Interviews, insight & analysis on digital media & marketing

Tess Alps: The problem with the word ‘digital’

By Tess Alps, Chair, Thinkbox

So, this is embarrassing: “Write 750 words about why you hate the word ‘digital’ “ came the request from … New Digital Age.

OK, let me get this out of the way upfront: yes, I am a pedant.   I was born in the 1950s (not the 1950’s.) I like three dots in an ellipsis.  You and I know that this is an issue that matters to you and me (not to you and I). 

‘Digital’ is an excellent word to mean the opposite of analogue, but it is not a synonym for the internet.  You might spend an entire day with digital tech – creating a PowerPoint presentation on your desktop while listening to a CD and in the evening watching telly or popping a DVD into your player – without ever once going online. 

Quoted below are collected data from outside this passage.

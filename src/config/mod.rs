// src/config/mod.rs
pub mod consts;
pub mod options;
pub mod settings;
pub mod state;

It’s not as if there aren’t suitable alternative words available.   I like ‘internet’ best, a broad, elastic and generous word, born from ‘interconnected networks’, whether the open web or closed apps.  ‘Online’ is also good; both words convey the essential quality of connectivity.   The names of the IAB and UKOM contain ‘internet’ and ‘online’ respectively, so why do they persist in claiming the entirety of ‘digital’ media on their websites?  

But pedantry is a poor reason to rant.  In my own case, ‘digital’ causes great confusion in the world of television — and broadcasters are as guilty as anyone, I assure you.   Broadcast Magazine still runs the ‘Broadcast Digital Awards’.  A quick look at this year’s winners shows that their definition of ‘digital’ includes any non-PSB channel (including family channels from the PSB broadcasters like BBC4 or E4) to  web-based support material for a show. 

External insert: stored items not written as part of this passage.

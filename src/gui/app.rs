// src/gui/app.rs
use std::{error::Error, path::PathBuf};

use eframe::egui;

use crate::{
    config::{
        options::ReportOptions,
        settings::Settings,
        state::{GuiState, Tab},
    },
    engine::ObservationSet,
    report::Report,
    store,
};

use super::components::{metrics, project_panel, tables, tabs};

pub fn run(options: eframe::NativeOptions, settings: Settings) -> Result<(), Box<dyn Error>> {
    eframe::run_native(
        "Vote Monitor",
        options,
        Box::new(|_cc| Ok(Box::new(App::new(settings.store.path)))),
    )?;
    Ok(())
}

pub struct App {
    // single source of truth (UI thread only); filter lives in state.report
    pub state: GuiState,

    pub log_path: PathBuf,

    // loaded once per reload, never mutated in between
    pub data: ObservationSet,
    pub skipped: usize,

    // project list UI
    pub projects: Vec<String>,
    pub last_clicked: Option<usize>,

    // derived from data + state.report
    pub report: Option<Report>,

    pub status: String,
}

impl App {
    pub fn new(log_path: PathBuf) -> Self {
        let mut app = Self {
            state: GuiState::default(),
            log_path,
            data: ObservationSet::default(),
            skipped: 0,
            projects: Vec::new(),
            last_clicked: None,
            report: None,
            status: s!("Idle"),
        };
        app.reload();
        logf!("Init: projects={}, log={}", app.projects.len(), app.log_path.display());
        app
    }

    /// Re-read the log. A filter that covered everything keeps covering
    /// everything; narrowed projects or dates stay as the user set them.
    pub fn reload(&mut self) {
        let previous = match store::load_observations(&self.log_path) {
            Ok(loaded) => {
                self.skipped = loaded.skipped();
                let previous = std::mem::replace(&mut self.data, loaded.observations);
                self.status = if self.skipped > 0 {
                    format!("Loaded {} observation(s), {} malformed row(s) skipped", self.data.len(), self.skipped)
                } else {
                    format!("Loaded {} observation(s)", self.data.len())
                };
                previous
            }
            Err(e) => {
                loge!("Reload: {}", e);
                self.status = format!("Failed to read {}: {}", self.log_path.display(), e);
                return;
            }
        };

        self.projects = self.data.titles().into_iter().collect();
        self.last_clicked = None;

        self.state.report = match self.state.report.take() {
            Some(mut opts) if !self.data.is_empty() => {
                opts.follow_reload(&previous, &self.data);
                Some(opts)
            }
            _ => ReportOptions::defaults_for(&self.data),
        };

        self.rebuild_report();
    }

    /// Recompute every derived view from the loaded set and current filter.
    pub fn rebuild_report(&mut self) {
        self.report = self
            .state
            .report
            .as_ref()
            .map(|opts| Report::build(&self.data, opts, self.skipped));
    }

    #[inline]
    pub fn selection_len(&self) -> usize {
        self.state.report.as_ref().map_or(0, |o| o.selection.len())
    }

    #[inline]
    pub fn set_selection_message(&mut self) {
        let n = self.selection_len();
        let rows = self.report.as_ref().map_or(0, |r| r.details.len());
        self.status = format!("Selection: {} of {} project(s), {} observation(s)", n, self.projects.len(), rows);
    }
}

impl eframe::App for App {
    fn update(&mut self, ctx: &egui::Context, _frame: &mut eframe::Frame) {
        egui::SidePanel::left("projects")
            .resizable(false)
            .show(ctx, |ui| {
                project_panel::draw(ui, self);
            });

        egui::TopBottomPanel::bottom("status").show(ctx, |ui| {
            ui.label(&self.status);
        });

        egui::CentralPanel::default().show(ctx, |ui| {
            if self.data.is_empty() {
                ui.heading("No data to display");
                ui.label(format!(
                    "{} has no observations yet. Record some with the CLI (`cli record`) and press Reload.",
                    self.log_path.display()
                ));
                return;
            }

            metrics::draw(ui, self);

            ui.separator();

            tabs::draw(ui, self);

            ui.separator();

            match self.state.tab {
                Tab::Overview => tables::overview(ui, self),
                Tab::Standings => tables::standings(ui, self),
                Tab::Details => tables::details(ui, self),
            }
        });
    }
}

When agencies talk to me about ‘digital TV’ I have to check what they mean exactly; sometimes they mean a channel only available via a pay-TV platform (eg Discovery) but sometimes it’s an online TV app like the ITV Hub.

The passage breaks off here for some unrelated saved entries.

// tests/window_delta.rs
//
// Calendar-window deltas over the full history.
//
use chrono::{NaiveDate, NaiveDateTime};
use votewatch::engine::{
    all_window_deltas, day_over_day, window_deltas, Observation, ObservationSet, Window, WindowKey,
};

fn at(m: u32, d: u32, h: u32, min: u32) -> NaiveDateTime {
    NaiveDate::from_ymd_opt(2024, m, d).unwrap().and_hms_opt(h, min, 0).unwrap()
}

fn o(title: &str, votes: u64, when: NaiveDateTime) -> Observation {
    Observation::new(title, votes, when)
}

/// A: 100 @ 05-01 09:00, 105 @ 05-01 10:15, 110 @ 05-02 10:05
/// B:  50 @ 05-01 09:30,  50 @ 05-02 10:10
fn sample() -> Vec<Observation> {
    vec![
        o("A", 100, at(5, 1, 9, 0)),
        o("A", 105, at(5, 1, 10, 15)),
        o("A", 110, at(5, 2, 10, 5)),
        o("B", 50, at(5, 1, 9, 30)),
        o("B", 50, at(5, 2, 10, 10)),
    ]
}

#[test]
fn hour_window_covers_latest_hour_only() {
    let d = window_deltas(&ObservationSet::new(sample()), Window::Hour);
    assert_eq!(d.current, Some(WindowKey::Hour(at(5, 2, 0, 0).date(), 10)));
    assert_eq!(d.get("A"), Some(0));
    assert_eq!(d.get("B"), Some(0));
}

#[test]
fn month_window_spans_whole_sample() {
    let d = window_deltas(&ObservationSet::new(sample()), Window::Month);
    assert_eq!(d.get("A"), Some(10));
    assert_eq!(d.get("B"), Some(0));
    assert_eq!(d.total(), 10);
}

#[test]
fn independent_of_input_order() {
    let forward = sample();
    let mut backward = sample();
    backward.reverse();
    let mut shuffled = sample();
    shuffled.swap(0, 4);
    shuffled.swap(1, 3);

    for w in Window::ALL {
        let a = window_deltas(&ObservationSet::new(forward.clone()), w);
        let b = window_deltas(&ObservationSet::new(backward.clone()), w);
        let c = window_deltas(&ObservationSet::new(shuffled.clone()), w);
        assert_eq!(a, b, "{w}");
        assert_eq!(a, c, "{w}");
    }
}

#[test]
fn project_absent_from_current_window_uses_zero_baseline() {
    // C stopped reporting before the last day: delta = its latest value.
    let mut items = sample();
    items.push(o("C", 40, at(5, 1, 8, 0)));
    let d = window_deltas(&ObservationSet::new(items), Window::Day);
    assert_eq!(d.get("C"), Some(40));
    assert_eq!(d.get("A"), Some(0));
}

#[test]
fn single_sample_in_window_is_zero() {
    let set = ObservationSet::new(vec![o("A", 7, at(5, 1, 9, 0)), o("A", 9, at(5, 2, 9, 0))]);
    assert_eq!(window_deltas(&set, Window::Day).get("A"), Some(0));
    assert_eq!(window_deltas(&set, Window::Week).get("A"), Some(2));
}

#[test]
fn decreases_stay_negative() {
    let set = ObservationSet::new(vec![o("A", 90, at(5, 2, 9, 0)), o("A", 80, at(5, 2, 18, 0))]);
    assert_eq!(window_deltas(&set, Window::Day).get("A"), Some(-10));
}

#[test]
fn every_project_gets_an_entry() {
    let set = ObservationSet::new(sample());
    for d in all_window_deltas(&set) {
        let titles: Vec<&str> = d.deltas.iter().map(|x| x.project_title.as_str()).collect();
        assert_eq!(titles, vec!["A", "B"], "{}", d.window);
        assert!(d.deltas.iter().all(|x| x.window == d.window));
    }
}

#[test]
fn all_windows_come_in_fixed_order() {
    let windows: Vec<Window> = all_window_deltas(&ObservationSet::new(sample()))
        .into_iter()
        .map(|d| d.window)
        .collect();
    assert_eq!(windows, Window::ALL.to_vec());
}

#[test]
fn empty_set_has_no_current_window() {
    for d in all_window_deltas(&ObservationSet::default()) {
        assert_eq!(d.current, None);
        assert!(d.deltas.is_empty());
        assert_eq!(d.total(), 0);
    }
}

#[test]
fn week_boundary_is_iso_monday() {
    // 2024-05-05 is a Sunday, 2024-05-06 a Monday.
    let set = ObservationSet::new(vec![
        o("A", 10, at(5, 5, 23, 0)),
        o("A", 12, at(5, 6, 1, 0)),
        o("A", 15, at(5, 6, 2, 0)),
    ]);
    assert_eq!(window_deltas(&set, Window::Week).get("A"), Some(3));
}

#[test]
fn month_rollover_into_new_year() {
    let dec = NaiveDate::from_ymd_opt(2024, 12, 31).unwrap().and_hms_opt(22, 0, 0).unwrap();
    let jan = NaiveDate::from_ymd_opt(2025, 1, 1).unwrap().and_hms_opt(1, 0, 0).unwrap();
    let set = ObservationSet::new(vec![o("A", 500, dec), o("A", 520, jan)]);
    let d = window_deltas(&set, Window::Month);
    assert_eq!(d.current, Some(WindowKey::Month { year: 2025, month: 1 }));
    assert_eq!(d.get("A"), Some(0));
}

#[test]
fn shared_timestamp_earlier_row_is_window_start() {
    let set = ObservationSet::new(vec![
        o("A", 100, at(5, 2, 9, 0)),
        o("A", 103, at(5, 2, 9, 0)),
        o("A", 110, at(5, 2, 12, 0)),
    ]);
    assert_eq!(window_deltas(&set, Window::Day).get("A"), Some(10));

    // both rows share the latest timestamp: first is 7, latest is 9
    let tie = ObservationSet::new(vec![o("B", 7, at(5, 2, 9, 0)), o("B", 9, at(5, 2, 9, 0))]);
    assert_eq!(window_deltas(&tie, Window::Hour).get("B"), Some(2));
}

#[test]
fn two_day_log_day_window_and_day_over_day() {
    let day_one = vec![o("A", 10, at(5, 1, 9, 0)), o("A", 15, at(5, 1, 18, 0))];
    let mut both = day_one.clone();
    both.push(o("A", 20, at(5, 2, 9, 0)));

    let full = ObservationSet::new(both);
    assert_eq!(window_deltas(&full, Window::Day).get("A"), Some(0));
    assert_eq!(window_deltas(&ObservationSet::new(day_one), Window::Day).get("A"), Some(5));
    assert_eq!(day_over_day(&full).get("A").map(|d| d.diff), Some(5));
}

Readers, all TV in the UK is digital — live or playback, linear or on-demand, broadcast or online.  Remember that digital switchover thing that happened in 2012?  The analogue signal that delivered broadcast TV was switched off completely; at some point the same will happen to broadcast radio.

When agencies and journalists talk about ‘digital media’ they don’t mean all media that is digital, they invariably mean internet-based media.  If we’re lucky, they might include the online versions of TV, radio, newspaper, mags and any OOH that is connected, but they never include live, linear broadcast TV and radio. 

Please don’t think I don’t love and value the internet.  It’s amazing.  I can research online every type of rose that exists and instantly buy the one I fancy.  I am a Twitter addict.  I am a genuine enthusiast – maybe even an evangelist.  But I am not an internet fundamentalist.  I don’t like the way ‘digital’ has become so tribal. 

Self-labelled ‘digital’ bods align themselves with other ‘digital’ people at the expense of connections that might be more insightful or productive. The rest of us aren’t calling ourselves ‘analogue’ specialists, you know.  This slightly arrogant ‘them and us’ mentality keeps people in silos and discourages people from learning from everyone around them. 

Social media has more in common with PR, email has more in common with direct mail, online video has more in common with TV than any of them have with each other.

So, by all means, keep saying ‘digital media’ if you are truly embracing the entire digital spectrum but, if there’s a more precise word, please choose that instead.

At the risk of terminally offending my hosts, are we really are living in a ‘Digital Age’?  I suppose if we accept a Bronze and Stone Age, when hunting, gathering and fire-building remained the fundamentals of life but enhanced by a few bronze or stone tools, it’s probably fair enough.  Why have we never talked about an Electrical Age, I wonder? 

But human beings are analogue creatures.  Growing, cooking and eating food will always be an analogue experience.  Holding and kissing babies — and making them in the first place — is analogue behaviour.  Even in the worlds of marketing, the smell of the shower gel, the sound of a closing car door, the taste of the pasta sauce, the fit of a training shoe will remain the core product features. 

Digital technologies can certainly enhance all of those development processes even when they are not the central offering.  Don’t get in the way.  There’s pride in being the ‘helpful tool’.